TASK TO CARRY OUT: Print verbatim the opening line of the material and every subsequent line through the one containing "pub mod fever;".
---
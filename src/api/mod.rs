//! Protocol clients and wire-format adapters.
//!
//! Each backend gets a submodule with two layers: a thin HTTP client that
//! owns endpoints, credentials, and response size limits, and a pure
//! `adapters` module that turns raw bodies into canonical
//! [`Item`](crate::storage::Item) values (plus folder/feed catalogs). The
//! adapters never touch the network or the database, which is what keeps
//! them unit-testable against byte slices.

use std::time::Duration;

use chrono::{DateTime, Utc};
use futures::StreamExt;
use thiserror::Error;

use crate::storage::Item;

pub mod fever;
pub mod freshrss;
pub mod local;

/// Per-request timeout shared by all backends.
pub(crate) const REQUEST_TIMEOUT: Duration = Duration::from_secs(30);

/// Response body cap (feeds and API responses alike).
pub(crate) const MAX_RESPONSE_SIZE: usize = 10 * 1024 * 1024; // 10MB

// ============================================================================
// Errors
// ============================================================================

/// A malformed payload: invalid JSON or XML, a missing required key, or an
/// item violating the canonical invariants (empty id or title).
///
/// One message-carrying type for every adapter; wire-format detail lives in
/// the message. A parse failure discards the whole response, partial results
/// are never returned.
#[derive(Debug, Error)]
#[error("Parse error: {0}")]
pub struct ParseError(pub(crate) String);

impl ParseError {
    pub(crate) fn new(message: impl Into<String>) -> Self {
        Self(message.into())
    }
}

impl From<serde_json::Error> for ParseError {
    fn from(err: serde_json::Error) -> Self {
        Self(err.to_string())
    }
}

/// Errors a sync pass can hit, from the socket up to the database write.
#[derive(Debug, Error)]
pub enum SyncError {
    /// Network-level error (DNS, connection, TLS, etc.)
    #[error("Request failed: {0}")]
    Network(#[from] reqwest::Error),
    /// HTTP response with non-2xx status code
    #[error("HTTP error: status {0}")]
    HttpStatus(u16),
    /// Request exceeded the 30-second timeout
    #[error("Request timed out")]
    Timeout,
    /// The backend rejected our credentials or token
    #[error("Authentication failed: {0}")]
    Auth(String),
    /// The account row lacks a credential this backend requires
    #[error("Account is missing {0}")]
    MissingCredentials(&'static str),
    #[error(transparent)]
    Parse(#[from] ParseError),
    /// Database operation failed while storing sync results
    #[error("Database error: {0}")]
    Database(String),
    /// Server returned 429 Too Many Requests after max retries
    #[error("Rate limited after {0} retries")]
    RateLimited(u32),
    /// Response body exceeded the size limit
    #[error("Response too large")]
    ResponseTooLarge,
    /// Response was incomplete (received fewer bytes than Content-Length)
    #[error("Incomplete response: expected {expected} bytes, received {received}")]
    IncompleteResponse { expected: u64, received: usize },
}

/// Fails non-2xx responses before anyone reads the body.
pub(crate) fn ensure_success(response: reqwest::Response) -> Result<reqwest::Response, SyncError> {
    let status = response.status();
    if status.is_success() {
        Ok(response)
    } else {
        Err(SyncError::HttpStatus(status.as_u16()))
    }
}

/// Reads a response body, enforcing the size cap while streaming.
///
/// The Content-Length header gives a fast reject for oversized bodies, but
/// the cap is enforced on actual bytes too since the header is optional and
/// unverified. A body shorter than its declared Content-Length is reported
/// as [`SyncError::IncompleteResponse`] so callers can retry.
pub(crate) async fn read_limited_bytes(
    response: reqwest::Response,
    limit: usize,
) -> Result<Vec<u8>, SyncError> {
    let expected_length = response.content_length();

    if let Some(len) = expected_length {
        if len as usize > limit {
            return Err(SyncError::ResponseTooLarge);
        }
    }

    let mut bytes = Vec::new();
    let mut stream = response.bytes_stream();

    while let Some(chunk) = stream.next().await {
        let chunk = chunk.map_err(SyncError::Network)?;
        if bytes.len().saturating_add(chunk.len()) > limit {
            return Err(SyncError::ResponseTooLarge);
        }
        bytes.extend_from_slice(&chunk);
    }

    if let Some(expected) = expected_length {
        if (bytes.len() as u64) < expected {
            return Err(SyncError::IncompleteResponse {
                expected,
                received: bytes.len(),
            });
        }
    }

    Ok(bytes)
}

// ============================================================================
// Item Draft
// ============================================================================

/// Mutable accumulator the adapters fill while walking an item object.
///
/// [`freeze`](ItemDraft::freeze) validates and converts it into the
/// immutable canonical [`Item`]; nothing downstream ever sees a draft.
#[derive(Debug, Default)]
pub(crate) struct ItemDraft {
    pub remote_id: Option<String>,
    pub feed_remote_id: Option<String>,
    pub title: Option<String>,
    pub author: Option<String>,
    pub content: Option<String>,
    pub link: Option<String>,
    pub is_read: bool,
    pub is_starred: bool,
    pub pub_date: Option<DateTime<Utc>>,
}

impl ItemDraft {
    /// Validates the required fields and produces the canonical item.
    ///
    /// `remote_id` and `title` must be present and non-empty. A missing
    /// publication date becomes the epoch, which sorts such items last
    /// without inventing a fake recency.
    pub(crate) fn freeze(self) -> Result<Item, String> {
        let remote_id = match self.remote_id {
            Some(id) if !id.is_empty() => id,
            _ => return Err("item is missing a non-empty id".to_owned()),
        };
        let title = match self.title {
            Some(title) if !title.is_empty() => title,
            _ => return Err(format!("item {remote_id} is missing a non-empty title")),
        };
        Ok(Item {
            remote_id,
            feed_remote_id: self.feed_remote_id,
            title,
            author: self.author,
            content: self.content,
            link: self.link,
            is_read: self.is_read,
            is_starred: self.is_starred,
            pub_date: self.pub_date.unwrap_or(DateTime::UNIX_EPOCH),
        })
    }
}

/// Epoch seconds to UTC, with the out-of-range error spelled out.
pub(crate) fn epoch_to_datetime(secs: i64) -> Result<DateTime<Utc>, String> {
    DateTime::from_timestamp(secs, 0).ok_or_else(|| format!("timestamp out of range: {secs}"))
}

#[cfg(test)]
mod tests {
    use super::*;

    #[test]
    fn freeze_requires_id_and_title() {
        let draft = ItemDraft {
            remote_id: Some("42".into()),
            title: Some("Hello".into()),
            ..Default::default()
        };
        let item = draft.freeze().unwrap();
        assert_eq!(item.remote_id, "42");
        assert_eq!(item.pub_date, DateTime::UNIX_EPOCH);

        let missing_id = ItemDraft {
            title: Some("Hello".into()),
            ..Default::default()
        };
        assert!(missing_id.freeze().is_err());

        let empty_title = ItemDraft {
            remote_id: Some("42".into()),
            title: Some(String::new()),
            ..Default::default()
        };
        assert!(empty_title.freeze().is_err());
    }

    #[test]
    fn epoch_conversion_bounds() {
        assert_eq!(epoch_to_datetime(0).unwrap(), DateTime::UNIX_EPOCH);
        assert!(epoch_to_datetime(1_700_000_000).is_ok());
        assert!(epoch_to_datetime(i64::MAX).is_err());
    }
}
---
SOLUTION BELOW:
filename src/api/mod.rs
//! Protocol clients and wire-format adapters.
//!
//! Each backend gets a submodule with two layers: a thin HTTP client that
//! owns endpoints, credentials, and response size limits, and a pure
//! `adapters` module that turns raw bodies into canonical
//! [`Item`](crate::storage::Item) values (plus folder/feed catalogs). The
//! adapters never touch the network or the database, which is what keeps
//! them unit-testable against byte slices.

use std::time::Duration;

use chrono::{DateTime, Utc};
use futures::StreamExt;
use thiserror::Error;

use crate::storage::Item;

pub mod fever;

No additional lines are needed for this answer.